Start of Block

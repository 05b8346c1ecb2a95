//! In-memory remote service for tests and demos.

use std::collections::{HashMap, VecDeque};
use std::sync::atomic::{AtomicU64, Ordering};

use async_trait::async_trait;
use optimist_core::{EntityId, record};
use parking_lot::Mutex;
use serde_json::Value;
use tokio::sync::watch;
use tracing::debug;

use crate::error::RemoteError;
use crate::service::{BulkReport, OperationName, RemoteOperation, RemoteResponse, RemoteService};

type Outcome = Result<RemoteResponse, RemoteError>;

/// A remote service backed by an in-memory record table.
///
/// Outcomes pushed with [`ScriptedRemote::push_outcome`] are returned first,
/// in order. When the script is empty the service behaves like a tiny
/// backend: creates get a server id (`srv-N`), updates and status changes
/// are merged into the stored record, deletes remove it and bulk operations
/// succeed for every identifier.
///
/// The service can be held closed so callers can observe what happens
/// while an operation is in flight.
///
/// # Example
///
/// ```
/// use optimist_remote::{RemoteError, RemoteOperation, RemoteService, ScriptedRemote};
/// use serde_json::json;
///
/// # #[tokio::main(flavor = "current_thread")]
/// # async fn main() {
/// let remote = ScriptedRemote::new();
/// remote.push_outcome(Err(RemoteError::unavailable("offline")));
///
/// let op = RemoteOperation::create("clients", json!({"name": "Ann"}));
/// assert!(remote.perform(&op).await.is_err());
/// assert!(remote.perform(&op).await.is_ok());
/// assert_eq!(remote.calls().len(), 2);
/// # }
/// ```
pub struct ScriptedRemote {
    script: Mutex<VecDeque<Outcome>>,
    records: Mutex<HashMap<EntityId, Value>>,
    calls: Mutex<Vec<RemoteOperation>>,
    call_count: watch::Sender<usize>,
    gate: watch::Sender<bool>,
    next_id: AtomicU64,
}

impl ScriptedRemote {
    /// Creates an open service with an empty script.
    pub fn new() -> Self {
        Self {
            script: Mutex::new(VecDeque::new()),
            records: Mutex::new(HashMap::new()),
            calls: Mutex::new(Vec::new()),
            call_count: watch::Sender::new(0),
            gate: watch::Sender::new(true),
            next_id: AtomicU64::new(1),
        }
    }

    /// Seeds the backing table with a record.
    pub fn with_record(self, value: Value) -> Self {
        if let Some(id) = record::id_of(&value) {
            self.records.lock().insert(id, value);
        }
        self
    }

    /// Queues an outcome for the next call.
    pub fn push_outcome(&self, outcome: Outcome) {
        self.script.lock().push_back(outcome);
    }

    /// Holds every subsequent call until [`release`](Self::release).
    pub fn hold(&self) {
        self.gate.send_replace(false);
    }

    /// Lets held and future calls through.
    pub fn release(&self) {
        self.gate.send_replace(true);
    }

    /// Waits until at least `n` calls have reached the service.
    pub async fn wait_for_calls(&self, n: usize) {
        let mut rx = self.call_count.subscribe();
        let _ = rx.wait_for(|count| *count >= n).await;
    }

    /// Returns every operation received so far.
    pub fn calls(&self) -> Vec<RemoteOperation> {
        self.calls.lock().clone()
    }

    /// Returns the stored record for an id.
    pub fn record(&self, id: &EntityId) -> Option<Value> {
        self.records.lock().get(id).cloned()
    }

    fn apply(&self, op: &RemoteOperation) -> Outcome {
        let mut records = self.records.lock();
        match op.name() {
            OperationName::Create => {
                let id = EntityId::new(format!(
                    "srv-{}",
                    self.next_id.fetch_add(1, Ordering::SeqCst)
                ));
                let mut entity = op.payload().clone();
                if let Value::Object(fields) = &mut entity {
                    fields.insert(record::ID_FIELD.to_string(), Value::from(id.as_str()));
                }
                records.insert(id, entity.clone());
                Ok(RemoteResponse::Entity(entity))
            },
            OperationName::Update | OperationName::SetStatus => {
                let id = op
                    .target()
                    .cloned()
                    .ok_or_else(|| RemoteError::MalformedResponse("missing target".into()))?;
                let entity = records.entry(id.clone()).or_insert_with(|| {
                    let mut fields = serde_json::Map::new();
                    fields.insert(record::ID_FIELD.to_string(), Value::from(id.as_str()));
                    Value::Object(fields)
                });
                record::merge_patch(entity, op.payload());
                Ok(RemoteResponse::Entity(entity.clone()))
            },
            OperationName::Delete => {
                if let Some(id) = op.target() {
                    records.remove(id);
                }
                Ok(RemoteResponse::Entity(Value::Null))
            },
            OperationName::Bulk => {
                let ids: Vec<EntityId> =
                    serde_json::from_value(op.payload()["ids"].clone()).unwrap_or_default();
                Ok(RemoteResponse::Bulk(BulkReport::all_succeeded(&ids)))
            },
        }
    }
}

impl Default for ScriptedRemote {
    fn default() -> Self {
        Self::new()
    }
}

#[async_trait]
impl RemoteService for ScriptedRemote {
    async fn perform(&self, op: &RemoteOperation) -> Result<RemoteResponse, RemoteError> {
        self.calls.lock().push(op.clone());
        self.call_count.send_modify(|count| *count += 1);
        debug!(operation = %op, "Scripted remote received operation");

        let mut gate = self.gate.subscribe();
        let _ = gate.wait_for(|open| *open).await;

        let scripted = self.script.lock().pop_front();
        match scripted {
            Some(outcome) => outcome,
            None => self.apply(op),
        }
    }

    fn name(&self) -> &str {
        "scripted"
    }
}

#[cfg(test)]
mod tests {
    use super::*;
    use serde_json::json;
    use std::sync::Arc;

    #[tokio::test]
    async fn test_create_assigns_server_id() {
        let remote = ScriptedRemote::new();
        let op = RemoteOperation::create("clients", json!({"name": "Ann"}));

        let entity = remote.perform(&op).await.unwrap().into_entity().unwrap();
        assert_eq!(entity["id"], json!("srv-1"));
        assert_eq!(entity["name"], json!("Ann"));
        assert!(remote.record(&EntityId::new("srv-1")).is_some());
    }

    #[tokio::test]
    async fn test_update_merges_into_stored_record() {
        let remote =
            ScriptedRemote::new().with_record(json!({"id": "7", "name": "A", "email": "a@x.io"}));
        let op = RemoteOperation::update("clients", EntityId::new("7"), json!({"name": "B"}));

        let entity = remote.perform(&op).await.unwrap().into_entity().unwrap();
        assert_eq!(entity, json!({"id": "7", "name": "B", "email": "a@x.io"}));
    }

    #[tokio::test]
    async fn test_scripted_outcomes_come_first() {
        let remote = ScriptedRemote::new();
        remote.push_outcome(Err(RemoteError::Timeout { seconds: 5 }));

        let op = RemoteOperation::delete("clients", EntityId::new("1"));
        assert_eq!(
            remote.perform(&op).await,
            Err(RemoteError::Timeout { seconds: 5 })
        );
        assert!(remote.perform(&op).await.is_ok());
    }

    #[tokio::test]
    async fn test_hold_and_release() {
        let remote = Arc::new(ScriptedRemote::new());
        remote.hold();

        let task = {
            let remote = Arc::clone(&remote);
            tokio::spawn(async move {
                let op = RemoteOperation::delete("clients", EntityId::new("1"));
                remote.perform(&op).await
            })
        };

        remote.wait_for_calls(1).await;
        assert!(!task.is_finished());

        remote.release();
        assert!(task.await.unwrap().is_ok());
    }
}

End of Block

### [Aim of the exercise]
Copy each line containing the word "RemoteError" from the data.

### [Exercise response]
use crate::error::RemoteError;
type Outcome = Result<RemoteResponse, RemoteError>;
/// use optimist_remote::{RemoteError, RemoteOperation, RemoteService, ScriptedRemote};
/// remote.push_outcome(Err(RemoteError::unavailable("offline")));
                    .ok_or_else(|| RemoteError::MalformedResponse("missing target".into()))?;
    async fn perform(&self, op: &RemoteOperation) -> Result<RemoteResponse, RemoteError> {
        remote.push_outcome(Err(RemoteError::Timeout { seconds: 5 }));
            Err(RemoteError::Timeout { seconds: 5 })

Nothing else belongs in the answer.